No formal standards exist for metadata discovery, enrichment, management and exposure, but the need is recognized, and the development is being discussed.

Developmental

Formal standards for metadata discovery, enrichment, management and exposure are being developed.

Defined

Formal standards for metadata discovery, enrichment, management and exposure are defined and validated by stakeholders.

Achieved

Formal standards for metadata discovery, enrichment, management and exposure are established and adopted by the organization.

Enhanced

Formal standards for metadata discovery, enrichment, management and exposure are established as part of business-as-usual practice with a continuous improvement routine.

Description

Data catalog interoperability is an important capability in multi-cloud or hybrid-cloud environments. Catalogs should provide the ability to share information across different cloud service providers, technology providers and on-premises catalogs.

Enabling data catalog interoperability between platforms and applications is achieved by defining structure using:

  • Catalog metadata naming standards and a catalog information model for data sets.
  • Relationships between data sets.
  • Data services.

Establishing these standards and models is essential to integration and consistency when sharing or combining catalogs. Maintaining these standards and models is vital to metadata automation, data governance, quality monitoring, data asset policy enforcement and compliance capabilities for usage tracking.

Also, data catalog interoperability is enhanced by implementing system-level interface standards such as APIs that work with interchange protocols that support mutability, mastering and synchronization.

Objectives
  • Facilitate the sharing and use of common metadata across catalogs, platforms and applications for easy access or automatic synchronization.
  • Enable a common and consistent understanding of underlying data across multiple platforms and applications.
  • Support automatic enforcement of metadata policies such as data access controls across multiple platforms and applications.
  • Support automatic enrichment of metadata, including data quality analysis and monitoring across multiple platforms and applications.
  • Enable discovery of accessible data across multiple catalogs, platforms and applications.
Advice for Data Practitioners

Automatic discovery and maintenance of metadata are necessary to support always-on functionality and interoperability between catalogs, applications, and workflows. Refer to CDMC 2.1.2 Metadata is discoverable, enriched, managed, and exposed in data catalogs.

It is necessary to create naming standards and a metadata information model based on widely adopted open standards to support machine-readability by third-party platforms and applications that drive automation of data catalog metadata. Automatic synchronization with open standards changes ensures that the data catalog does not diverge from those standards.

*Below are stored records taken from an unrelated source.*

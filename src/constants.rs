//! Application constants
//!
//! Centralized location for magic strings and configuration defaults.

/// Remote table holding the inventory
pub const DEFAULT_TABLE: &str = "items";

/// PostgREST path prefix on a hosted project URL
pub const REST_PATH: &str = "/rest/v1";

/// Config directory under the user's home
pub const CONFIG_DIR: &str = ".inventory-tui";

/// Config file name inside [`CONFIG_DIR`]
pub const CONFIG_FILE: &str = "config.yaml";

/// Diagnostic log file, written to the working directory
pub const LOG_FILE: &str = "inventory.log";

/// Environment overrides
pub const ENV_URL: &str = "SUPABASE_URL";
pub const ENV_KEY: &str = "SUPABASE_KEY";
pub const ENV_TABLE: &str = "INVENTORY_TABLE";

/// Application name
pub const APP_NAME: &str = "My Items";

The alignment of information models requires the definition of standard metadata types. These definitions describe how underlying data assets are to be defined and described. Such definitions will ensure consistency across multiple catalogs and the applications that use those catalogs. Refer to CDMC Information Model for further advice on the model. Adopting naming standards and a consistent information model requires business, data, technology, and regulatory compliance stakeholders to ensure a common understanding and consensus. Information model alignment supports automation in metadata enrichment, knowledge graph exploration, data lineage, data marketplaces, recommendation engines, data governance policy monitoring and enforcement, data quality monitoring, user access controls, usage tracking and compliance tracking and reporting.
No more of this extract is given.